Sample time with "inverted" histogram?

Chris Vest mr.chrisvest at gmail.com
Fri Nov 27 16:08:11 UTC 2015


Hi,

I sometimes find myself wishing the sample time benchmark mode had an “inverse” histogram, because I find that this makes it easier to spot when response times are modal.

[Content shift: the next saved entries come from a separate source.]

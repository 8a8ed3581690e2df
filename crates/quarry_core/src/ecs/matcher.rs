//! # Matching Engine
//!
//! Walks a sub-world's slot range and collects the entities whose
//! component presence fits a [`TypeDescriptor`].
//!
//! ## Algorithm
//!
//! For every slot in `0..=high_water`, stopping once all live entities
//! have been seen:
//! 1. Skip slots that hold no live entity
//! 2. Every include type must be present (first miss rejects)
//! 3. No exclude type may be present (first hit rejects)
//! 4. Every predicate must accept, in registration order
//!
//! Survivors are appended in ascending slot order. A presence array that
//! is shorter than the slot being tested counts as "absent".

use std::any::{type_name, TypeId};
use std::collections::HashMap;
use std::rc::Rc;

use super::component::Component;
use super::descriptor::TypeDescriptor;
use super::entity::EntityId;
use super::slot_map::EntitySlotMap;
use super::sub_world::SubWorld;
use super::table::{ComponentTable, ErasedTable};
use crate::error::{EcsError, EcsResult};
use crate::memory::EntityList;

/// Read-only snapshot of a sub-world handed to the matcher and predicates.
#[derive(Clone, Copy)]
pub struct SubWorldView<'w> {
    slots: &'w EntitySlotMap,
    tables: &'w [Box<dyn ErasedTable>],
    type_indices: &'w HashMap<TypeId, usize>,
}

impl<'w> SubWorldView<'w> {
    /// Creates a view over the given parts.
    #[must_use]
    pub fn new(
        slots: &'w EntitySlotMap,
        tables: &'w [Box<dyn ErasedTable>],
        type_indices: &'w HashMap<TypeId, usize>,
    ) -> Self {
        Self {
            slots,
            tables,
            type_indices,
        }
    }

    /// The slot map.
    #[inline]
    #[must_use]
    pub const fn slots(&self) -> &'w EntitySlotMap {
        self.slots
    }

    /// Number of registered tables.
    #[inline]
    #[must_use]
    pub fn table_count(&self) -> usize {
        self.tables.len()
    }

    /// Type index of `T`, if registered.
    #[must_use]
    pub fn type_index_of<T: Component>(&self) -> Option<usize> {
        self.type_indices.get(&TypeId::of::<T>()).copied()
    }

    /// Presence array of the table at `type_index`.
    #[inline]
    #[must_use]
    pub fn presence(&self, type_index: usize) -> Option<&'w [bool]> {
        self.tables.get(type_index).map(|table| table.presence())
    }

    /// Whether the table at `type_index` has a value in `slot`.
    #[inline]
    #[must_use]
    pub fn is_present(&self, type_index: usize, slot: usize) -> bool {
        self.presence(type_index)
            .and_then(|presence| presence.get(slot).copied())
            .unwrap_or(false)
    }

    /// Raw value column of the table at `type_index`, if it stores `T`.
    #[must_use]
    pub fn column<T: Component>(&self, type_index: usize) -> Option<&'w [T]> {
        let table = self.tables.get(type_index)?;
        table.downcast_ref::<T>().map(|table| table.raw_components())
    }

    fn admits(&self, descriptor: &TypeDescriptor, slot: usize) -> bool {
        descriptor
            .include()
            .iter()
            .all(|&index| self.is_present(index, slot))
            && !descriptor
                .exclude()
                .iter()
                .any(|&index| self.is_present(index, slot))
    }
}

/// A per-slot test applied after the include/exclude checks.
pub trait SlotPredicate {
    /// Whether the entity in `slot` should be kept.
    fn is_match(&self, view: &SubWorldView<'_>, slot: usize) -> bool;
}

/// Appends every live entity matching `descriptor` and `predicates` to `out`.
///
/// # Errors
///
/// [`EcsError::UnknownTypeIndex`] if the descriptor names a type index the
/// view has no table for. Nothing is appended in that case.
pub fn collect_matches(
    out: &mut Vec<EntityId>,
    descriptor: &TypeDescriptor,
    view: &SubWorldView<'_>,
    predicates: &[Box<dyn SlotPredicate + '_>],
) -> EcsResult<()> {
    let registered = view.table_count();
    if let Some(&index) = descriptor
        .include()
        .iter()
        .chain(descriptor.exclude())
        .find(|&&index| index >= registered)
    {
        return Err(EcsError::UnknownTypeIndex { index, registered });
    }

    let slots = view.slots();
    let live = slots.presence();
    let handles = slots.handles();
    let total = slots.len();
    let high_water = slots.high_water_slot();

    let mut seen = 0;
    let mut slot = 0;
    while seen < total && slot <= high_water {
        if live[slot] {
            seen += 1;
            if view.admits(descriptor, slot)
                && predicates.iter().all(|predicate| predicate.is_match(view, slot))
            {
                out.push(handles[slot]);
            }
        }
        slot += 1;
    }
    Ok(())
}

/// Keeps entities whose `T` value passes `test`.
///
/// Reads the value and presence columns it was built with, without going
/// back through the sub-world.
pub struct ComponentFilter<'w, T, F> {
    column: &'w [T],
    presence: &'w [bool],
    test: F,
}

impl<'w, T: Component, F: Fn(&T) -> bool> ComponentFilter<'w, T, F> {
    /// Creates a filter over `T`'s value and presence columns.
    #[must_use]
    pub fn new(table: &'w ComponentTable<T>, test: F) -> Self {
        Self {
            column: table.raw_components(),
            presence: table.raw_presence(),
            test,
        }
    }
}

impl<T: Component, F: Fn(&T) -> bool> SlotPredicate for ComponentFilter<'_, T, F> {
    #[inline]
    fn is_match(&self, _view: &SubWorldView<'_>, slot: usize) -> bool {
        self.presence.get(slot).copied().unwrap_or(false)
            && self.column.get(slot).is_some_and(|value| (self.test)(value))
    }
}

/// Keeps entities whose `A` and `B` values jointly pass `test`.
pub struct ComponentFilter2<'w, A, B, F> {
    first: &'w [A],
    first_presence: &'w [bool],
    second: &'w [B],
    second_presence: &'w [bool],
    test: F,
}

impl<'w, A: Component, B: Component, F: Fn(&A, &B) -> bool> ComponentFilter2<'w, A, B, F> {
    /// Creates a filter over the columns of `first` and `second`.
    #[must_use]
    pub fn new(first: &'w ComponentTable<A>, second: &'w ComponentTable<B>, test: F) -> Self {
        Self {
            first: first.raw_components(),
            first_presence: first.raw_presence(),
            second: second.raw_components(),
            second_presence: second.raw_presence(),
            test,
        }
    }
}

impl<A: Component, B: Component, F: Fn(&A, &B) -> bool> SlotPredicate
    for ComponentFilter2<'_, A, B, F>
{
    #[inline]
    fn is_match(&self, _view: &SubWorldView<'_>, slot: usize) -> bool {
        if !self.first_presence.get(slot).copied().unwrap_or(false)
            || !self.second_presence.get(slot).copied().unwrap_or(false)
        {
            return false;
        }
        match (self.first.get(slot), self.second.get(slot)) {
            (Some(a), Some(b)) => (self.test)(a, b),
            _ => false,
        }
    }
}

/// Keeps entities for which `test(view, slot)` holds.
pub struct SlotFilter<F>(pub F);

impl<F: Fn(&SubWorldView<'_>, usize) -> bool> SlotPredicate for SlotFilter<F> {
    fn is_match(&self, view: &SubWorldView<'_>, slot: usize) -> bool {
        (self.0)(view, slot)
    }
}

/// A descriptor bound to a sub-world, plus a predicate chain.
///
/// # Example
///
/// ```rust,ignore
/// let fast = sub_world
///     .matcher::<(Position, Velocity)>()?
///     .add_filter(|v: &Velocity| v.speed() > 10.0)?
///     .entities("fast movers")?;
/// // ...
/// sub_world.pool().release(fast)?;
/// ```
pub struct Matcher<'w> {
    sub_world: &'w SubWorld,
    descriptor: Rc<TypeDescriptor>,
    predicates: Vec<Box<dyn SlotPredicate + 'w>>,
}

impl<'w> Matcher<'w> {
    /// Creates a matcher with no predicates.
    #[must_use]
    pub fn new(sub_world: &'w SubWorld, descriptor: Rc<TypeDescriptor>) -> Self {
        Self {
            sub_world,
            descriptor,
            predicates: Vec::new(),
        }
    }

    /// The descriptor this matcher runs.
    #[inline]
    #[must_use]
    pub fn descriptor(&self) -> &TypeDescriptor {
        &self.descriptor
    }

    /// Appends a filter on the value of `T`.
    ///
    /// # Errors
    ///
    /// [`EcsError::Unregistered`] if `T` has no table.
    pub fn add_filter<T, F>(mut self, test: F) -> EcsResult<Self>
    where
        T: Component,
        F: Fn(&T) -> bool + 'w,
    {
        let sub_world: &'w SubWorld = self.sub_world;
        let table = sub_world.table::<T>()?;
        self.predicates.push(Box::new(ComponentFilter::new(table, test)));
        Ok(self)
    }

    /// Appends a filter on the values of `A` and `B` together.
    ///
    /// # Errors
    ///
    /// [`EcsError::Unregistered`] if either type has no table.
    pub fn add_filter2<A, B, F>(mut self, test: F) -> EcsResult<Self>
    where
        A: Component,
        B: Component,
        F: Fn(&A, &B) -> bool + 'w,
    {
        let sub_world: &'w SubWorld = self.sub_world;
        let first = sub_world.table::<A>()?;
        let second = sub_world.table::<B>()?;
        self.predicates
            .push(Box::new(ComponentFilter2::new(first, second, test)));
        Ok(self)
    }

    /// Appends an arbitrary predicate.
    #[must_use]
    pub fn add_predicate<P: SlotPredicate + 'w>(mut self, predicate: P) -> Self {
        self.predicates.push(Box::new(predicate));
        self
    }

    /// Appends the matches to `out`, ascending by slot.
    ///
    /// # Errors
    ///
    /// See [`collect_matches`].
    pub fn entities_into(&self, out: &mut Vec<EntityId>) -> EcsResult<()> {
        collect_matches(out, &self.descriptor, &self.sub_world.query_view(), &self.predicates)
    }

    /// Collects the matches into a pooled list tagged with `context`.
    ///
    /// The caller owns the list and must release it to the sub-world's pool.
    ///
    /// # Errors
    ///
    /// Pool errors, plus those of [`Matcher::entities_into`].
    pub fn entities(&self, context: &'static str) -> EcsResult<EntityList> {
        let pool = self.sub_world.pool();
        let mut list = pool.acquire_entities(context)?;
        if let Err(err) = self.entities_into(&mut list) {
            pool.release(list)?;
            return Err(err);
        }
        Ok(list)
    }

    /// Number of matches.
    ///
    /// # Errors
    ///
    /// Same as [`Matcher::entities`].
    pub fn count(&self) -> EcsResult<usize> {
        let list = self.entities("matcher count")?;
        let count = list.len();
        self.sub_world.pool().release(list)?;
        Ok(count)
    }

    /// Raw value column of a component the shape binds.
    ///
    /// Index it with a matched entity's [`EntityId::index`].
    ///
    /// # Errors
    ///
    /// [`EcsError::UnboundColumn`] if the shape does not bind `T`.
    pub fn column<T: Component>(&self) -> EcsResult<&'w [T]> {
        let unbound = || EcsError::UnboundColumn {
            type_name: type_name::<T>(),
        };
        let binding = self.descriptor.binding_of::<T>().ok_or_else(unbound)?;
        let sub_world: &'w SubWorld = self.sub_world;
        sub_world.tables()[binding.type_index]
            .downcast_ref::<T>()
            .map(|table| table.raw_components())
            .ok_or_else(unbound)
    }
}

To demonstrate what I mean, the current histogram output looks like this: (numbers are fictive)
Samples, N = 3184
      mean =      2.531 ±(99.9%) 0.014 us/op
       min =      0.119 us/op
p( 0.0000) =      0.119 us/op
p(50.0000) =      2.420 us/op
p(90.0000) =      2.644 us/op
p(95.0000) =      2.816 us/op
p(99.0000) =      4.408 us/op
p(99.9000) =     13.152 us/op
p(99.9900) =     36.901 us/op
p(99.9990) =    254.240 us/op
p(99.9999) =    260.864 us/op
       max =    260.864 us/op

And I would like a configuration option that would make it look more like this: (numbers even more fictive)
Samples, N = 3184
      mean =      2.531 ±(99.9%) 0.014 us/op
       min =      0.119 us/op
     us/op = samples added in increment
         1 = 1081
         2 = 194
         4 = 959
         8 = 357
        16 = 3
        32 = 3
        64 = 118
       128 = 410
       256 = 58
       512 = 1
This way, I can more easily see that the numbers in my made-up example fall into 2 or 3 groups.
When I have needed something like this, I have thus far reached for HdrHistogram and its LogarithmicIterator, and the HistogramIterationValue.getCountAddedInThisIterationStep method.